Commençons par une question facile. Dans le contexte actuel marqué par une montée vertigineuse du sentiment anticolonial en Afrique de l’ouest, quelle est le meilleur moyen, pour Paris, de promouvoir un candidat à la présidentielle sénégalaise de 2024 ? La réponse est à chercher dans les colonnes du quotidien Le Monde et dans les dépêches de l’Agence France-Presse (AFP).
Dès le lendemain des législatives, Le Monde révèle que l’élection présidentielle de 2024 au Sénégal se réduirait à un duel Sall-Sonko et que la France redouterait une éventuelle victoire de Sonko. Ensuite, comme dans un duo parfaitement maîtrisé, Sonko lance sa campagne sur le thème du « candidat dont la France ne veut pas ». Quelques heures plus tard, l’AFP nous informe que « le principal opposant sénégalais accuse la France et le Sénégal de se liguer » contre lui. La ficelle est un peu trop grosse quand même.

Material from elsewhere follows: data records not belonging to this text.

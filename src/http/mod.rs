//! HTTP protocol handling subsystem.
//!
//! # Data Flow
//! ```text
//! Health listener:
//!     → server.rs (Axum setup, middleware)
//!     → request.rs (request ID, span)
//!     → handlers.rs (method check, aggregation)
//!     → response.rs (render verdict)
//!
//! Monitor listener:
//!     → monitor.rs (/metrics, /info)
//! ```

pub mod handlers;
pub mod monitor;
pub mod request;
pub mod response;
pub mod server;

pub use monitor::MonitorServer;
pub use request::X_REQUEST_ID;
pub use server::{AppState, HttpServer};
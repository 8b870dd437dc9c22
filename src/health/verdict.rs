//! Per-endpoint outcomes and the aggregate verdict.

use std::collections::BTreeSet;

use crate::health::endpoint::Endpoint;

/// Result of probing one endpoint once.
#[derive(Debug, Clone, PartialEq, Eq)]
pub struct Outcome {
    pub endpoint: Endpoint,
    pub ok: bool,
    /// Why the check failed. Logged, never sent to clients.
    pub failure_detail: Option<String>,
}

impl Outcome {
    pub fn success(endpoint: Endpoint) -> Self {
        Self {
            endpoint,
            ok: true,
            failure_detail: None,
        }
    }

    pub fn failure(endpoint: Endpoint, detail: impl Into<String>) -> Self {
        Self {
            endpoint,
            ok: false,
            failure_detail: Some(detail.into()),
        }
    }
}

/// Health of the whole service for one request.
///
/// Failed names form a set: the order in which checks complete has no
/// bearing on the verdict.
#[derive(Debug, Clone, Default, PartialEq, Eq)]
pub struct AggregateVerdict {
    failed: BTreeSet<String>,
}

impl AggregateVerdict {
    pub fn from_outcomes<I>(outcomes: I) -> Self
    where
        I: IntoIterator<Item = Outcome>,
    {
        let failed = outcomes
            .into_iter()
            .filter(|outcome| !outcome.ok)
            .map(|outcome| outcome.endpoint.name)
            .collect();
        Self { failed }
    }

    /// True iff every endpoint answered successfully.
    pub fn is_healthy(&self) -> bool {
        self.failed.is_empty()
    }

    pub fn failed_names(&self) -> &BTreeSet<String> {
        &self.failed
    }
}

Outre le caractère comique de l’accusation qu’on reprend sans guillemets, c’est la promotion insistante d’un statut de « principal opposant » qui doit retenir l’attention. Il ressemble fort à un désaveu des propos du président Wade qui a déclaré la veille, en s’appuyant sur les résultats des législatives, que le PDS représente le « premier parti de l’opposition parlementaire » et qu’il s’organise « pour gagner la présidentielle de 2024 ». Décidément, Me Wade n’incarne pas l’opposition chouchoutée par Paris …
Le poète Senghor nous a appris à décoder la rhétorique coloniale dans toute sa perfidie : « La France qui dit bien la voie droite et chemine par les chemins obliques ». De même, l’actualité du Mali nous sensibilise à la sournoiserie comme stratégie diplomatique. Alors que la patrie de Marianne se pose en héraut universel de la lutte contre le terrorisme au Sahel depuis neuf ans, le ministre malien des Affaires étrangères vient d’informer le Conseil de sécurité de l’Onu que son pays dispose « de plusieurs éléments de preuve que (des) violations de l’espace aérien malien ont servi à la France pour collecter des renseignements au profit des groupes terroristes opérant dans le Sahel et pour larguer des armes et des minutions ».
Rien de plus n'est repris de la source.